While the share price would have to be heavily discounted given the department's dismal track record in spurring economic growth, the Treasury, as the branch of the bureaucracy most forthright in urging asset sales, might benefit from some of its own medicine.

Exposing the institution to the real world might infuse it with some much needed competition - the competition of ideas. The Cabinet would at last get some contestable advice, rather than the inflexible, undiluted free market stodge which the department has served up to ministers for the best part of three decades.

Joking aside, this week saw an admission of sorts from the department's acting chief executive, Gabriel Makhlouf, that he and his officials do not have a monopoly on ideas.

However, his speech to the Institute of International Affairs - which included a strong defence of sales of New Zealand land to foreigners - only proved some ideas still have a monopoly within the Treasury.

The myopic view of the world held by the Government's main source of economic advice has been given renewed sustenance with the return of the Prodigal Son in the guise of Minister of Finance.

A former Treasury staffer,  is happy for the Treasury's chief executives to take a political position in public. This may make a nonsense of constitutional notions of accountability. But it is shrewd politics.

The Treasury's position is almost always extreme and consequently out of touch politically. The Government can accordingly take a less extreme stance and look moderate.

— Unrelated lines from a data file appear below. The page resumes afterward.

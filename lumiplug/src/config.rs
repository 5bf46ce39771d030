//! Host-side configuration for locating and talking to provider plugins

use std::env;
use std::path::PathBuf;
use std::time::Duration;

/// Prefix of every provider plugin executable
pub const DEFAULT_PROVIDER_PREFIX: &str = "lumi-resource";

/// Default installation root when `LUMI_INSTALL_ROOT` is unset
pub const DEFAULT_INSTALL_ROOT: &str = "/usr/local/lumi";

/// Directory under the install root that holds per-package plugin folders
pub const DEFAULT_LIBRARY_DIR: &str = "packs";

/// Environment variable overriding the installation root
pub const INSTALL_ROOT_ENV: &str = "LUMI_INSTALL_ROOT";

/// Configuration used when launching provider plugins
#[derive(Debug, Clone)]
pub struct HostConfig {
    /// Executable name prefix, joined to the package name with `-`
    pub provider_prefix: String,
    /// Installation root searched after the executable search path
    pub install_root: PathBuf,
    /// Library directory under the install root
    pub library_dir: String,
    /// Directories searched first, in order
    pub search_path: Vec<PathBuf>,
    /// How long a plugin may take to print its handshake
    pub handshake_timeout: Duration,
    /// How long connecting to a plugin's address may take
    pub connect_timeout: Duration,
    /// Maximum message size in bytes
    pub max_message_size: usize,
}

/// Directories listed in `PATH`, in order
fn executable_search_path() -> Vec<PathBuf> {
    env::var_os("PATH")
        .map(|path| env::split_paths(&path).collect())
        .unwrap_or_default()
}

/// Searches `PATH` and the default install root
impl Default for HostConfig {
    fn default() -> Self {
        Self {
            provider_prefix: DEFAULT_PROVIDER_PREFIX.to_string(),
            install_root: PathBuf::from(DEFAULT_INSTALL_ROOT),
            library_dir: DEFAULT_LIBRARY_DIR.to_string(),
            search_path: executable_search_path(),
            handshake_timeout: Duration::from_secs(10),
            connect_timeout: Duration::from_secs(5),
            max_message_size: 256 << 20, // 256MB
        }
    }
}

impl HostConfig {
    pub fn new() -> Self {
        Self::default()
    }

    /// Defaults, with the install root taken from `LUMI_INSTALL_ROOT` when set
    pub fn from_env() -> Self {
        let mut config = Self::default();
        if let Some(root) = env::var_os(INSTALL_ROOT_ENV).filter(|v| !v.is_empty()) {
            config.install_root = PathBuf::from(root);
        }
        config
    }

    /// Set the executable prefix
    pub fn with_provider_prefix(mut self, prefix: impl Into<String>) -> Self {
        self.provider_prefix = prefix.into();
        self
    }

    /// Set the installation root
    pub fn with_install_root(mut self, root: impl Into<PathBuf>) -> Self {
        self.install_root = root.into();
        self
    }

    /// Set the library directory under the installation root
    pub fn with_library_dir(mut self, dir: impl Into<String>) -> Self {
        self.library_dir = dir.into();
        self
    }

    /// Replace the directories searched before the installation root
    pub fn with_search_path(mut self, dirs: Vec<PathBuf>) -> Self {
        self.search_path = dirs;
        self
    }

    /// Set the handshake timeout
    pub fn with_handshake_timeout(mut self, timeout: Duration) -> Self {
        self.handshake_timeout = timeout;
        self
    }

    /// Set the connect timeout
    pub fn with_connect_timeout(mut self, timeout: Duration) -> Self {
        self.connect_timeout = timeout;
        self
    }

    /// Set the maximum message size
    pub fn with_max_message_size(mut self, size: usize) -> Self {
        self.max_message_size = size;
        self
    }

    /// Directory holding the plugins installed for `package`
    pub fn package_dir(&self, package: &str) -> PathBuf {
        self.install_root.join(&self.library_dir).join(package)
    }
}

#[cfg(test)]
#[allow(clippy::disallowed_methods)]
mod tests {
    use super::*;
    use serial_test::serial;

    #[test]
    fn defaults() {
        let config = HostConfig::default();
        assert_eq!(config.provider_prefix, "lumi-resource");
        assert_eq!(
            config.package_dir("aws"),
            PathBuf::from("/usr/local/lumi/packs/aws")
        );
    }

    #[test]
    fn default_searches_path() {
        let expected: Vec<PathBuf> = env::var_os("PATH")
            .map(|path| env::split_paths(&path).collect())
            .unwrap_or_default();
        let config = HostConfig::default();
        assert_eq!(config.search_path, expected);
        assert_eq!(HostConfig::new().search_path, expected);
    }

    #[test]
    fn builder_setters() {
        let config = HostConfig::new()
            .with_install_root("/opt/lumi")
            .with_library_dir("lib")
            .with_search_path(vec![PathBuf::from("/bin")])
            .with_handshake_timeout(Duration::from_secs(1));
        assert_eq!(config.package_dir("aws"), PathBuf::from("/opt/lumi/lib/aws"));
        assert_eq!(config.search_path, vec![PathBuf::from("/bin")]);
        assert_eq!(config.handshake_timeout, Duration::from_secs(1));
    }

    #[test]
    #[serial]
    fn from_env_reads_install_root_and_path() {
        let old_root = env::var_os(INSTALL_ROOT_ENV);
        env::set_var(INSTALL_ROOT_ENV, "/tmp/lumi-root");

        let config = HostConfig::from_env();
        assert_eq!(config.install_root, PathBuf::from("/tmp/lumi-root"));
        if let Some(path) = env::var_os("PATH") {
            assert_eq!(config.search_path.len(), env::split_paths(&path).count());
        }

        match old_root {
            Some(root) => env::set_var(INSTALL_ROOT_ENV, root),
            None => env::remove_var(INSTALL_ROOT_ENV),
        }
    }

    #[test]
    #[serial]
    fn from_env_ignores_empty_install_root() {
        let old_root = env::var_os(INSTALL_ROOT_ENV);
        env::set_var(INSTALL_ROOT_ENV, "");

        assert_eq!(
            HostConfig::from_env().install_root,
            PathBuf::from(DEFAULT_INSTALL_ROOT)
        );

        match old_root {
            Some(root) => env::set_var(INSTALL_ROOT_ENV, root),
            None => env::remove_var(INSTALL_ROOT_ENV),
        }
    }
}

Such is the case with National's privatisation policy. Background papers show the Treasury clearly frustrated that National is not disposing of all of the Crown's shareholding in the state-owned enterprises tagged for partial sale.

Neither is the department deliriously happy with the conditions likely to be imposed on the share floats - especially those on foreign investors.

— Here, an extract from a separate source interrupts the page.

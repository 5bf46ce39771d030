//! API Gateway resource kinds

pub mod api_key;

pub use api_key::{ApiKey, ApiKeyOps, StageKey};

With another tranche of axings and mergers announced this week, the Treasury will be more pleased with National's shaking up and shrinking down of the public service.

Mr English, who is driving this policy, insists he is not following some preconceived master plan. It beggars belief, however, that his never-ending demands for "cost efficiencies" is motivated solely by his ambitious timetable for getting the Budget back into surplus.

It also beggars belief that someone who thinks long and hard about things does not have a pretty clear idea of what he wants by way of lasting reform.

Such a strategy is evident in the largely unnoticed Supplement to the 2010 Investment Statement accompanying last month's Budget. The document lays out what is little short of a revolutionary shift in the relationship between the state and its citizens.

This revolution goes far beyond the pending sale of minority portions of state-owned electricity generators Genesis, Meridian and Mighty River Power, and coal producer Solid Energy, plus the reduction in the Crown's shareholding in Air New Zealand.

It goes beyond a new approach of using the proceeds from those sales to fund future capital spending on hospitals, schools and other "social assets" - rather than the cash being dedicated solely to debt repayment.

It goes beyond Mr English wanting far greater flexibility with regard to the holding or disposal of the Crown's estimated $220 billion worth of capital assets.

Mr English is advocating greater "freeing-up" and "recycling" of capital to reinvest in areas of priority, with public-private partnerships the preferred vehicle for such reinvestment.

Where this revolution really shows itself is in the document's push for much greater private sector involvement in state agencies' delivery of public services.

Mr English has put a lid on departmental budgets in order to fast-track a return to surplus. That is also a means by which to force departmental chief executives to find cheaper ways of doing things.

National's reforms (so far) have not seriously altered or undermined fundamental roles of the State. National wants a leaner but not necessarily meaner state sector.

However, add all this together - asset sales, a stripping back of the core public service and extensive contracting out of management and service delivery to the private sector.

Then add the opening up of accident compensation to competition. Then add major welfare reform to cut back the number of beneficiaries and you start to get the real picture of National's slimming of the State's apparatus and ipso facto its role.

Governments usually undertake major reform only in their first term because the public backlash kicks in thereafter. Bucking convention, John Key is now seeking a mandate for a second-term agenda which is pretty radical and pretty transparent.

So far, there has been little if any impact on National's sky-high poll ratings. That may be because voters have yet to realise National's agenda is much greater than the sum of its parts.

It may be because voters are not hearing Labour's shrill warnings.

It is probably because Mr English's revolution is incremental rather than "big bang". It is also probably because the focus of the privatisation debate is on the partial asset sales. National believes Labour has misread the polls, and that feelings no longer cut very deep on this issue.

To prove that point, the Prime Minister is making the selling job of selling state assets a personal crusade. He will be helped by the conditions placed on share floats on top of the restriction of a maximum 49% of any enterprise.

The Treasury won't be happy about that. But having botched major asset sales in the 1990s - notably Telecom and New Zealand Rail - the Treasury might concede that here, too, it does not have a monopoly on wisdom.

• John Armstrong is The New Zealand Herald political correspondent.